Sukses

Asal Usul Bahasa Osing Banyuwangi Lebih Tua Dari Kerajaan Majapahit

Penelitian oleh Suparman Heru Santoso mengungkapkan bahwa bahasa Osing memisahkan diri dari bahasa Jawa Kuno pada tahun 1114 M

Liputan6.com, Jakarta Banyuwangi merupakan salah satu daerah yang memiliki ragam kekayaan alam dan tradisi di Jawa Timur. Bumi Blambangan ini memiliki bahasa ibu bernama Osing yang juga menjadi salah satu suku di Indonesia.

Namun, belum banyak yang tahu bagaimana bahasa osing di bumi Blambangan Banyuwangi berkembang dan terus lestari. Informasi yang dirangkum dari berbagai sumber, bahasa osing merupakan bahasa yang akaranya berasal dari bahasa kawi atau jawa kuno.

Ketua Lembaga Masyarakat Adat Using (LEMAU), Hasan Basri mengatakan, mengungkapkan bahwa asal kata using (osing) itu berarti tidak. Ia juga mengungkapkan kosakata bahasa Osing Banyuwangi sendiri cukup produktif dalam komunikasi masyarakat sekitar.

Bahasa Osing sering muncul dalam berbagai macam ekspresi tuturan seperti ekspresi ketika heran dan marah. Penelitian oleh Suparman Heru Santoso mengungkapkan bahwa bahasa Osing memisahkan diri dari bahasa Jawa Kuno pada tahun 1114 M.

"Pada tahun tersebut Kerajaan Majapahit belum berdiri. Kerajaan Majapahit sendiri berdiri pada sekitar tahun 1293 M. Ini berarti bahasa Osing memiliki usia lebih tua dari salah satu kerajaan terbesar nusantara yang berpusat di Jawa Timur," kata Hasan Basri dalam sebuah wawancara di kanal YouTube BPNB D.I. Yogyakarta.

Dia mengatakan, Bupati Banyuwangi, Notodiningrat, pada tahun 1919 mengungkapkan perbedaan bahasa Osing dengan bahasa Jawa pada umumnya melalui sebuah risalah. Perbedaan tersebut terletak pada segi ucapan dan kosakata.

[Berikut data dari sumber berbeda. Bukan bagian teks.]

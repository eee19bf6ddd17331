use std::env;
use std::path::PathBuf;
use std::sync::atomic::{AtomicBool, Ordering};
use std::sync::{Arc, Mutex};
use std::time::Duration;
use twincam::permissions::check_permission_detailed;
use twincam::{
    CameraError, CaptureDelegate, CaptureRequest, CaptureSessionController,
    CapturedImage, FlashMode, MainQueue, NokhwaBackend, Submission, SystemAuthorization,
    TwinCamConfig,
};

fn main() -> Result<(), Box<dyn std::error::Error>> {
    twincam::init_logging();

    let args: Vec<String> = env::args().collect();
    if args.len() < 2 {
        eprintln!("Usage: twincam-cli <status|devices|capture|preview> [args]");
        std::process::exit(1);
    }

    let command = &args[1];
    match command.as_str() {
        "status" => cmd_status(&args),
        "devices" => cmd_devices(&args),
        "capture" => cmd_capture(&args),
        "preview" => cmd_preview(&args),
        _ => {
            eprintln!("Unknown command: {}", command);
            std::process::exit(1);
        }
    }
}

fn flag_value<'a>(args: &'a [String], flag: &str) -> Option<&'a str> {
    args.iter()
        .position(|a| a == flag)
        .and_then(|i| args.get(i + 1))
        .map(String::as_str)
}

fn load_config(args: &[String]) -> Result<TwinCamConfig, CameraError> {
    let path = flag_value(args, "--config")
        .map(PathBuf::from)
        .unwrap_or_else(TwinCamConfig::default_path);
    let mut config = TwinCamConfig::load_layered(path)?;
    if let Some(camera) = flag_value(args, "--camera") {
        config.session.default_camera = camera.parse().map_err(CameraError::ConfigurationError)?;
    }
    Ok(config)
}

fn build_controller(config: TwinCamConfig) -> (CaptureSessionController, MainQueue) {
    let (dispatcher, queue) = MainQueue::new();
    let backend = NokhwaBackend::new(config.devices.clone(), config.capture.jpeg_quality);
    let controller = CaptureSessionController::create(
        Arc::new(backend),
        Arc::new(SystemAuthorization),
        Arc::new(dispatcher),
        config,
    );
    (controller, queue)
}

fn cmd_status(args: &[String]) -> Result<(), Box<dyn std::error::Error>> {
    let permission = check_permission_detailed();
    let info = twincam::get_info();
    if args.contains(&"--json".to_string()) {
        let status = serde_json::json!({
            "crate": info,
            "permission": permission,
        });
        println!("{}", serde_json::to_string(&status)?);
    } else {
        println!("{} {} ({})", info.name, info.version, info.os);
        println!("Camera permission: {} - {}", permission.status, permission.message);
    }
    Ok(())
}

fn cmd_devices(args: &[String]) -> Result<(), Box<dyn std::error::Error>> {
    let cameras = NokhwaBackend::list_cameras()?;
    if args.contains(&"--json".to_string()) {
        let devices: Vec<_> = cameras
            .iter()
            .map(|(index, name)| serde_json::json!({ "index": index, "name": name }))
            .collect();
        println!("{}", serde_json::to_string(&devices)?);
    } else {
        for (index, name) in cameras {
            println!("{}: {}", index, name);
        }
    }
    Ok(())
}

/// Holds the single outcome of a CLI capture
#[derive(Default)]
struct CliDelegate {
    outcome: Mutex<Option<Result<CapturedImage, CameraError>>>,
}

impl CliDelegate {
    fn is_waiting(&self) -> bool {
        self.outcome.lock().map(|o| o.is_none()).unwrap_or(false)
    }

    fn take(&self) -> Option<Result<CapturedImage, CameraError>> {
        self.outcome.lock().ok().and_then(|mut o| o.take())
    }
}

impl CaptureDelegate for CliDelegate {
    fn did_capture_image(&self, image: CapturedImage) {
        if let Ok(mut outcome) = self.outcome.lock() {
            *outcome = Some(Ok(image));
        }
    }

    fn did_fail_to_capture_image(&self, error: CameraError) {
        if let Ok(mut outcome) = self.outcome.lock() {
            *outcome = Some(Err(error));
        }
    }
}

fn cmd_capture(args: &[String]) -> Result<(), Box<dyn std::error::Error>> {
    // capture [--camera <front|back>] [--flash <auto|on|off>] [--no-stabilization]
    //         [--out <path>] [--timeout <ms>] [--json]
    let config = load_config(args)?;
    let flash: FlashMode = match flag_value(args, "--flash") {
        Some(value) => value.parse().map_err(CameraError::ConfigurationError)?,
        None => config.capture.default_flash,
    };
    let stabilization = !args.contains(&"--no-stabilization".to_string());
    let out = PathBuf::from(flag_value(args, "--out").unwrap_or("capture.jpg"));
    let timeout_ms: u64 = flag_value(args, "--timeout").unwrap_or("5000").parse()?;
    let json = args.contains(&"--json".to_string());

    let (controller, queue) = build_controller(config);
    controller.start_preview(true);
    queue.run_while(Duration::from_millis(timeout_ms), || !controller.is_running());
    if !controller.is_running() {
        return Err("capture session did not start".into());
    }

    let delegate = Arc::new(CliDelegate::default());
    controller.set_delegate(&delegate);

    let request = CaptureRequest::new()
        .with_flash(flash)
        .with_stabilization(stabilization);
    if controller.capture_photo(request)? == Submission::Skipped {
        return Err("no capture session configured".into());
    }

    if !queue.run_while(Duration::from_millis(timeout_ms), || delegate.is_waiting()) {
        return Err("timed out waiting for capture".into());
    }

    let image = delegate.take().ok_or("capture produced no result")??;
    image.to_upright().save(&out)?;
    controller.stop_preview();

    if json {
        let summary = serde_json::json!({
            "id": image.id,
            "camera": image.camera,
            "width": image.width(),
            "height": image.height(),
            "orientation": image.orientation.exif_tag(),
            "captured_at": image.captured_at,
            "path": out,
        });
        println!("{}", serde_json::to_string(&summary)?);
    } else {
        println!(
            "Captured {}x{} from {} camera -> {}",
            image.width(),
            image.height(),
            image.camera,
            out.display()
        );
    }
    Ok(())
}

fn cmd_preview(args: &[String]) -> Result<(), Box<dyn std::error::Error>> {
    // preview [--camera <front|back>] [--switch-every <secs>]
    let config = load_config(args)?;
    let switch_every = flag_value(args, "--switch-every")
        .map(str::parse::<u64>)
        .transpose()?
        .map(Duration::from_secs);

    let running = Arc::new(AtomicBool::new(true));
    let r = running.clone();
    ctrlc::set_handler(move || {
        r.store(false, Ordering::SeqCst);
    })?;

    let (controller, queue) = build_controller(config);
    controller.start_preview(true);

    println!("Previewing, press Ctrl-C to stop");
    let mut since_switch = Duration::ZERO;
    let tick = Duration::from_millis(100);
    while running.load(Ordering::SeqCst) {
        queue.run_until(tick);
        since_switch += tick;
        if let Some(interval) = switch_every {
            if since_switch >= interval && controller.is_running() {
                let next = controller.camera_type().other();
                controller.set_camera_type(next);
                println!("Switched to {} camera", next);
                since_switch = Duration::ZERO;
            }
        }
    }

    controller.stop_preview();
    println!("Preview stopped");
    Ok(())
}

Berdasarkan hal tersebut, bahasa Osing bukan sebuah dialek dari bahasa Jawa, melainkan bahasa daerah yang memiliki karakter tersendiri. Namun, dewasa ini penutur bahasa Osing semakin berkurang.

Saksikan video pilihan berikut ini: 

2 dari 2 halaman

Upaya Pelestarian

"Salah satu penyebabnya yaitu karena popularitas penggunaannya kalah dengan bahasa-bahasa lain yang lebih umum digunakan, seperti bahasa Jawa populer dan bahasa Indonesia," ujarnya.

Para penutur muda juga kerap kali lebih senang menggunakan bahasa sehari dengan istilah-istilah dari bahasa asing, seperti bahasa Inggris.Untuk menghindari punahnya bahasa Osing, maka perlu mengadakan pelestarian dan pengenalan kembali bahasa Osing kepada masyarakat.

Kesenian tradisional dapat menjadi media yang baik untuk melestarikan bahasa tersebut. Melalui kesenian pertunjukan, baik itu pagelaran berupa pentas drama atau musik.

"Kami berharap masyarakat tertarik untuk menggunakan bahasa Osing dalam kehidupan sehari-hari. Penggunaan media digital juga menjadi jalan efektif untuk mengenalkan bahasa Osing kepada seluruh dunia," ujarnya.